Dogs as pets and pests Global patterns of dog activity and health


SOCIETY FOR INTEGRATIVE AND COMPARATIVE BIOLOGY
2021 VIRTUAL ANNUAL MEETING (VAM)
January 3 – Febuary 28, 2021

Meeting Abstract


S11-5  Thu Jan 7 14:00 – 02:30  Dogs as pets and pests: Global patterns of dog activity and health Bryce, CM; University of California, Santa Cruz cbryce@ucsc.edu https://williams.eeb.ucsc.edu/lab-members/caleb-m-bryce-2/

Dogs (Canis familiaris) were the first domesticated species and, at an estimated population of 1 billion individuals, are globally ubiquitous today. Describing the tremendous morphometric diversity and evolutionary origins of dogs is a scientific endeavor that predates Darwin, yet our interdisciplinary understanding of the species is just beginning. Here, I present global trends in dog activity and health. While the human-dog relationship has for millennia been close, it is also complicated. As pets, companion dogs are often treated as family and constitute the largest sector of the ever-growing $300 billion USD global pet care industry. As pests, feral dogs are an emerging threat to native species via both predation and non-consumptive effects (e.g. chasing, harassment, competition for resources). Furthermore, I briefly discuss mounting evidence of dogs as not only infectious disease reservoirs but also as bridges for the transmission of pathogens between wild animals and humans in zoonotic spillover events.

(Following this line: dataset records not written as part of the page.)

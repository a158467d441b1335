// This is free and unencumbered software released into the public domain.

use super::{CameraError, CaptureDevice};

/// Opens a capture device by URL.
///
/// `memory:[formats]` selects the synthetic device; anything else is a device
/// node path (optionally prefixed with `file:`), or a bare index such as `0`
/// for `/dev/video0`.
pub fn open_device(input_url: impl AsRef<str>) -> Result<Box<dyn CaptureDevice>, CameraError> {
    let url = input_url.as_ref().trim();
    if url.starts_with("memory:") {
        return Ok(Box::new(super::drivers::memory::MemoryDevice::open(url)?));
    }

    let path = device_path(url);
    cfg_if::cfg_if! {
        if #[cfg(all(feature = "v4l2", target_os = "linux"))] {
            Ok(Box::new(super::drivers::v4l2::V4l2Device::open(path)?))
        } else {
            Err(CameraError::NoDriver(path))
        }
    }
}

fn device_path(url: &str) -> String {
    let d = url.strip_prefix("file:").unwrap_or(url);
    if !d.is_empty() && d.chars().all(|c| c.is_ascii_digit()) {
        format!("/dev/video{d}")
    } else if let Some(name) = d.strip_prefix("video") {
        format!("/dev/video{name}")
    } else {
        d.to_string()
    }
}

Dog mobility across the urban-wildland interface is an important driver for this and other adverse effects of canines on wildlife populations and is an active topic of disease ecologists and conservation biologists. Other canine scientists, including veterinary clinicians and physiologists, study more mechanistic aspects of dog mobility: the kinetics, kinematics, mechanics, and energetics of dog locomotion. I outline the prevalent methodological approaches and breed-specific findings within dog activity and health research, then conclude by recognizing promising technologies that are bridging disciplinary gaps in canine science.